The Goebbels Experiment

Written by:
Phil Freeman
Share This:

The 2004 film Downfall, set in Hitler’s bunker, at times makes Hitler seem if not sympathetic, at least comprehensible in a way few films have dared. His right-hand man, Josef Goebbels, by contrast, is portrayed as pretty much unremittingly evil, being permitted only one brief moment in which he falters – not because of what he’s done, but because the Fuehrer seems to be trying to send him away, and he refuses to go. That’s the way he comes across in The Goebbels Experiment, too.

The film is a collection of historic and stock footage, narrated through excerpts from Goebbels’ diary, read by Kenneth Branagh. Thus, its title is somewhat confusing, as it’s not much more experimental than the average History Channel documentary. Nonetheless, it’s a fascinating film that provides new insights into Goebbels’ personality.

And about that personality: The biggest surprise in The Goebbels Experiment is what a whiny, almost bipolar crybaby its subject seems to have been. The journal entries which are read seem to alternate between arrogant triumphalism following each Nazi political victory (frequently joined by a burst of virulent anti-Semitism), and craven self-pity – he’s forever griping about some perceived slight. Goebbels even sees his new job as propaganda chief, initially, as an attempt to limit his power; he wanted a more explicitly political office. And before the Nazis’ rise to power, he’s even worse, coming across as depressive, racked by self-loathing and as obsessed with money (and the lack of it) as he accuses the Jews of being.

Goebbels’ almost romantic devotion to Hitler – both as a man and a symbol – is somewhat shocking, too. At one point, he writes, “When the Fuehrer leaves, I stay behind, feeling sad.” This is the attitude of a teenage girl, not the propaganda minister for Europe’s most vicious and (at the time) powerful political regime.
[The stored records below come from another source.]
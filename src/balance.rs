//! Where the sizing balance comes from each cycle.

use async_trait::async_trait;
use bybit_client::BybitRestClient;
use common::config::{BalanceMode, BotConfig};
use common::Error;
use tracing::warn;

#[async_trait]
pub trait BalanceProvider: Send + Sync {
    /// Balance in quote currency, never negative.
    async fn balance(&self) -> Result<f64, Error>;

    fn label(&self) -> &'static str;
}

/// Constant balance for testing against small notional amounts.
#[derive(Debug, Clone, Copy)]
pub struct FixedBalance(pub f64);

#[async_trait]
impl BalanceProvider for FixedBalance {
    async fn balance(&self) -> Result<f64, Error> {
        Ok(clamp_balance(self.0))
    }

    fn label(&self) -> &'static str {
        "fixed"
    }
}

/// Wallet balance of one coin, queried from the exchange.
#[derive(Debug, Clone)]
pub struct LiveBalance {
    client: BybitRestClient,
    coin: String,
}

impl LiveBalance {
    pub fn new(client: BybitRestClient, coin: impl Into<String>) -> Self {
        Self {
            client,
            coin: coin.into(),
        }
    }
}

#[async_trait]
impl BalanceProvider for LiveBalance {
    async fn balance(&self) -> Result<f64, Error> {
        let raw = self.client.get_wallet_balance(&self.coin).await?;
        if !raw.is_finite() {
            return Err(Error::MalformedData(format!(
                "non-finite {} balance: {}",
                self.coin, raw
            )));
        }
        Ok(clamp_balance(raw))
    }

    fn label(&self) -> &'static str {
        "live"
    }
}

fn clamp_balance(raw: f64) -> f64 {
    if raw < 0.0 {
        warn!("Negative balance {} treated as 0", raw);
        0.0
    } else {
        raw
    }
}

pub fn from_config(config: &BotConfig, client: &BybitRestClient) -> Box<dyn BalanceProvider> {
    match config.balance.mode {
        BalanceMode::Fixed => Box::new(FixedBalance(config.balance.test_balance)),
        BalanceMode::Live => Box::new(LiveBalance::new(client.clone(), config.balance.coin.clone())),
    }
}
The Goebbels Experiment weirdly omits any mention of Triumph Of The Will, the single greatest propaganda achievement of the Nazi era. Obviously, as Hitler’s propaganda chief, Goebbels had a large role in the commissioning and distribution of the film, but he hated director Leni Riefenstahl, so director Lutz Hachmeister chose to omit whatever he said about the movie. He does bash her a bit in journal entries from 1936, while she was filming Olympiad; this is juxtaposed with footage of him, stone-faced, giving her an award for the film a year later.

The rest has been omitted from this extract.